Why is the tumor-on-a-chip technique superior to the 2D model or animal models?
- More physiologically relevant microenvironment: 3D architecture, co-culture of multiple cell types, extracellular matrix, fluid movement are more physiologically-relevant microenvironments of in vivo conditions compared to flat 2D cultures.
- Ethical and cost advantages: No use of animals, and more controlled and reproducible experiments can be made, standardized, and scaled experiments.
- More realistic modelling of tumour heterogeneity and dynamics: The dynamics and gradients (oxygen, nutrients), cell-cell and cell-matrix interactions, multicellular architecture, and realistic drug diffusion/response can be studied in greater detail.
What was completed in the MTOAC project? What is the position?
The project has designed a multi-compartment microfluidic chip that supports the co-culture of breast cancer cells, fibroblasts, and endothelial cells within a hydrogel matrix. It also assessed the chip’s ability to restore 3D tumor-like structures under controlled flow, which prepares the way for drug screening and biological research.
What do you consider to be the possible shortcomings or obstacles of the MTOAC approach?
Since the system aims to recapitulate a more complex tumour microenvironment, it can be technically more challenging than simple cell culture: the design and control of fluidic flow, co-culture environments, hydrogel scaffolds, and reproducibility are not trivial.

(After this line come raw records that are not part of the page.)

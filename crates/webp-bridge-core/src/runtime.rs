//! Process-wide encoder initialization.
//!
//! The native encoder is probed once per process. [`initialize`] is
//! idempotent and safe to call from several threads at once: concurrent
//! first callers may each probe the library, but exactly one result is
//! published and every caller observes the same [`Runtime`].

use std::fmt;
use std::sync::OnceLock;

use log::{error, info};
use thiserror::Error;

/// Oldest libwebp release whose picture import and writer callback
/// behave as this crate expects.
pub const MIN_ENCODER_VERSION: EncoderVersion = EncoderVersion {
    major: 0,
    minor: 5,
    revision: 0,
};

static RUNTIME: OnceLock<Runtime> = OnceLock::new();

/// Errors raised while initializing the encoder runtime.
#[derive(Debug, Clone, PartialEq, Eq, Error)]
pub enum InitError {
    /// The linked libwebp is older than [`MIN_ENCODER_VERSION`].
    #[error("Unsupported libwebp encoder version {found} (need at least {required})")]
    UnsupportedEncoderVersion {
        found: EncoderVersion,
        required: EncoderVersion,
    },
}

/// A libwebp version as reported by `WebPGetEncoderVersion`.
#[derive(Debug, Clone, Copy, PartialEq, Eq, PartialOrd, Ord)]
pub struct EncoderVersion {
    pub major: u8,
    pub minor: u8,
    pub revision: u8,
}

impl EncoderVersion {
    /// Unpack libwebp's `0x00MMmmrr` version encoding.
    pub fn from_packed(packed: u32) -> Self {
        Self {
            major: ((packed >> 16) & 0xff) as u8,
            minor: ((packed >> 8) & 0xff) as u8,
            revision: (packed & 0xff) as u8,
        }
    }
}

impl fmt::Display for EncoderVersion {
    fn fmt(&self, f: &mut fmt::Formatter<'_>) -> fmt::Result {
        write!(f, "{}.{}.{}", self.major, self.minor, self.revision)
    }
}

/// State shared by every encode in the process.
#[derive(Debug, Clone, PartialEq, Eq)]
pub struct Runtime {
    encoder_version: EncoderVersion,
}

impl Runtime {
    pub fn encoder_version(&self) -> EncoderVersion {
        self.encoder_version
    }
}

/// Initialize the encoder runtime, or return the one already initialized.
///
/// A failed probe is not cached, so a later call will probe again.
pub fn initialize() -> Result<&'static Runtime, InitError> {
    if let Some(runtime) = RUNTIME.get() {
        return Ok(runtime);
    }

    let runtime = probe()?;
    let runtime = RUNTIME.get_or_init(|| runtime);
    info!(
        "Initialized WebP encoder runtime (libwebp {})",
        runtime.encoder_version
    );
    Ok(runtime)
}

/// Whether [`initialize`] has succeeded in this process.
pub fn is_initialized() -> bool {
    RUNTIME.get().is_some()
}

fn probe() -> Result<Runtime, InitError> {
    // SAFETY: WebPGetEncoderVersion takes no arguments and has no preconditions.
    let packed = unsafe { libwebp_sys::WebPGetEncoderVersion() };
    let found = EncoderVersion::from_packed(packed as u32);

    if found < MIN_ENCODER_VERSION {
        error!("libwebp {} is older than {}", found, MIN_ENCODER_VERSION);
        return Err(InitError::UnsupportedEncoderVersion {
            found,
            required: MIN_ENCODER_VERSION,
        });
    }

    Ok(Runtime {
        encoder_version: found,
    })
}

As well, although the chip is closer to in vivo conditions than 2D culture, it remains a simplified model of a full living organism – other elements of tumor biology (immune system interactions, whole-body pharmacokinetics) fall beyond its reach.
Is this a method that will completely substitute the use of animal models?
Not completely: though tumor-on-a-chip offers an attractive alternative to animal-free testing with numerous benefits, it is still a model. It can mimic a lot of aspects of the tumour microenvironment – cell types, architecture, flow, 3D structure – but cannot mimic the entire complexity of an organism (immune system, full pharmacokinetics, systemic interactions). The chip can be described as a potent supplementary resource applicable to mechanistic research and pre-clinical drug screening, though it does not fully replace all in vivo research.